Lord Bassam of Brighton

My Lords, human rights issues are involved, but the police make operational judgments about what is reasonable in the circumstances. They are well aware of the human rights issues and must operate within the ambit of human rights legislation.

Lord McNally

My Lords, are the mobile phone operators co-operating as fully as the police would like in terms of using these technologies for this purpose?

Lord Bassam of Brighton

My Lords, I am not aware that mobile telephone companies are obstructing the police in any way in using this technology. We all recognise its value and I am sure that the mobile telephone companies themselves are well aware of the important role that they can play in enhancing public safety and security.

The Earl of Northesk

My Lords, what is the Government's current assessment of the number of children who go missing as a consequence of being groomed in Internet chat rooms?

Lord Bassam of Brighton

My Lords, I have a feeling that that is a statistical impossibility to detect.

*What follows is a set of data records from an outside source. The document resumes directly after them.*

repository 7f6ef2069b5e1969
//! Health check endpoint.

use axum::{Json, Router, routing::get};
use serde::Serialize;

use crate::state::AppState;

/// Health check response.
#[derive(Serialize)]
pub struct HealthResponse {
    /// Service status.
    pub status: String,
    /// Service version.
    pub version: String,
}

/// GET /health
async fn health_check() -> Json<HealthResponse> {
    Json(HealthResponse {
        status: "ok".to_string(),
        version: env!("CARGO_PKG_VERSION").to_string(),
    })
}

/// Returns the health check router.
pub fn router() -> Router<AppState> {
    Router::new().route("/health", get(health_check))
}
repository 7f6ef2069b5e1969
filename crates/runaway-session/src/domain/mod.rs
//! Domain model for the Session & Wagon Progress context.

pub mod commands;
pub mod session;
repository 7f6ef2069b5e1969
//! Background expiry of idle sessions.

use std::sync::Arc;
use std::time::Duration;

use runaway_session::application::command_handlers::handle_expire_sessions;
use runaway_session::application::registry::SessionRegistry;
use runaway_session::domain::commands::ExpireSessions;
use tokio::task::JoinHandle;
use tokio::time::MissedTickBehavior;
use tracing::{debug, warn};
use uuid::Uuid;

/// Spawns a task that removes sessions idle for longer than `max_age`
/// every `interval`. The first sweep runs one interval after start.
#[must_use]
pub fn spawn_expiry_sweeper(
    sessions: Arc<SessionRegistry>,
    interval: Duration,
    max_age: Duration,
) -> JoinHandle<()> {
    let max_age = chrono::Duration::from_std(max_age).unwrap_or_else(|e| {
        warn!(error = %e, "session max age out of range, using one day");
        chrono::Duration::days(1)
    });

    tokio::spawn(async move {
        let mut ticker = tokio::time::interval(interval);
        ticker.set_missed_tick_behavior(MissedTickBehavior::Delay);
        ticker.tick().await;

        loop {
            ticker.tick().await;
            let command = ExpireSessions {
                correlation_id: Uuid::new_v4(),
                max_age,
            };
            let removed = handle_expire_sessions(&command, &sessions).await;
            let remaining = sessions.len().await;
            debug!(removed, remaining, "expiry sweep finished");
        }
    })
}
//! Routes for the detective's guessing rounds.

use axum::extract::{Path, State};
use axum::routing::post;
use axum::{Json, Router};
use runaway_core::identity::SessionId;
use serde::{Deserialize, Serialize};
use tracing::{info, instrument};
use uuid::Uuid;

use runaway_session::application::query_handlers::{self, GuessingProgressView};
use runaway_session::application::turns;
use runaway_session::domain::commands;

use crate::error::ApiError;
use crate::state::AppState;

/// Request body for POST /{session_id}/guesses.
#[derive(Debug, Deserialize)]
pub struct GuessRequest {
    /// The player's clue.
    pub indication: String,
}

/// Response body for a guessing round. Never carries the passcode.
#[derive(Debug, Serialize)]
pub struct GuessResponse {
    /// The detective's guess.
    pub guess: String,
    /// The detective's reasoning.
    pub thoughts: String,
    /// Closeness to the passcode, in `[0, 1]`.
    pub score: f64,
    /// The wagon the round was played in.
    pub wagon_id: u32,
}

/// POST /{session_id}/guesses
#[instrument(skip(state, request), fields(session_id = %session_id))]
async fn submit_indication(
    State(state): State<AppState>,
    Path(session_id): Path<SessionId>,
    Json(request): Json<GuessRequest>,
) -> Result<Json<GuessResponse>, ApiError> {
    let command = commands::SubmitIndication {
        correlation_id: Uuid::new_v4(),
        session_id,
        indication: request.indication,
    };

    info!(correlation_id = %command.correlation_id, "handling submit_indication command");

    let outcome = turns::handle_guess_turn(
        &command,
        &state.sessions,
        state.collaborators(),
        state.clock.as_ref(),
    )
    .await?;

    Ok(Json(GuessResponse {
        guess: outcome.guess,
        thoughts: outcome.thoughts,
        score: outcome.score,
        wagon_id: outcome.wagon_id,
    }))
}

/// GET /{session_id}/guesses
#[instrument(skip(state), fields(session_id = %session_id))]
async fn get_progress(
    State(state): State<AppState>,
    Path(session_id): Path<SessionId>,
) -> Result<Json<GuessingProgressView>, ApiError> {
    let progress = query_handlers::get_guessing_progress(session_id, &state.sessions).await?;
    Ok(Json(progress))
}

/// Returns the guessing routes, scoped under a session.
pub fn router() -> Router<AppState> {
    Router::new().route(
        "/{session_id}/guesses",
        post(submit_indication).get(get_progress),
    )
}
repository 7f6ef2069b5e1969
//! Test clocks: deterministic `Clock` implementations for tests.

use std::sync::Mutex;

use chrono::{DateTime, Duration, Utc};
use runaway_core::clock::Clock;

/// A clock that always returns a fixed point in time.
#[derive(Debug, Clone, Copy)]
pub struct FixedClock(pub DateTime<Utc>);

impl Clock for FixedClock {
    fn now(&self) -> DateTime<Utc> {
        self.0
    }
}

/// A clock that stands still until a test moves it forward. Used by expiry
/// tests that need sessions to age.
#[derive(Debug)]
pub struct ManualClock {
    now: Mutex<DateTime<Utc>>,
}

impl ManualClock {
    /// Create a clock reading `start`.
    #[must_use]
    pub fn new(start: DateTime<Utc>) -> Self {
        Self {
            now: Mutex::new(start),
        }
    }

    /// Move the clock forward by `by`.
    ///
    /// # Panics
    ///
    /// Panics if the internal mutex is poisoned.
    pub fn advance(&self, by: Duration) {
        let mut now = self.now.lock().unwrap();
        *now += by;
    }
}

impl Clock for ManualClock {
    fn now(&self) -> DateTime<Utc> {
        *self.now.lock().unwrap()
    }
}
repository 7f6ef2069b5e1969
//! Runaway: wagon dataset loading.
//!
//! Reads the wagon list and passenger profiles a session plays through from
//! JSON files on disk.

pub mod file_catalog;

I do not have data to help the noble Lord with that question. Obviously I am prepared to go away and see if we can find some useful statistics and shall happily share those with the noble Lord and the rest of your Lordships' House.

Lord Brooke of Sutton Mandeville

My Lords, ancillary to the Morecambe Bay tragedy, has there been any reduction in the number of Chinese illegal immigrants who have been abducted by Chinese in this country and ransoms then demanded from their families in China?

Lord Bassam of Brighton

My Lords, I am sorry, but my brief does not extend that far. I wish that it did and that I could help the noble Lord with that question.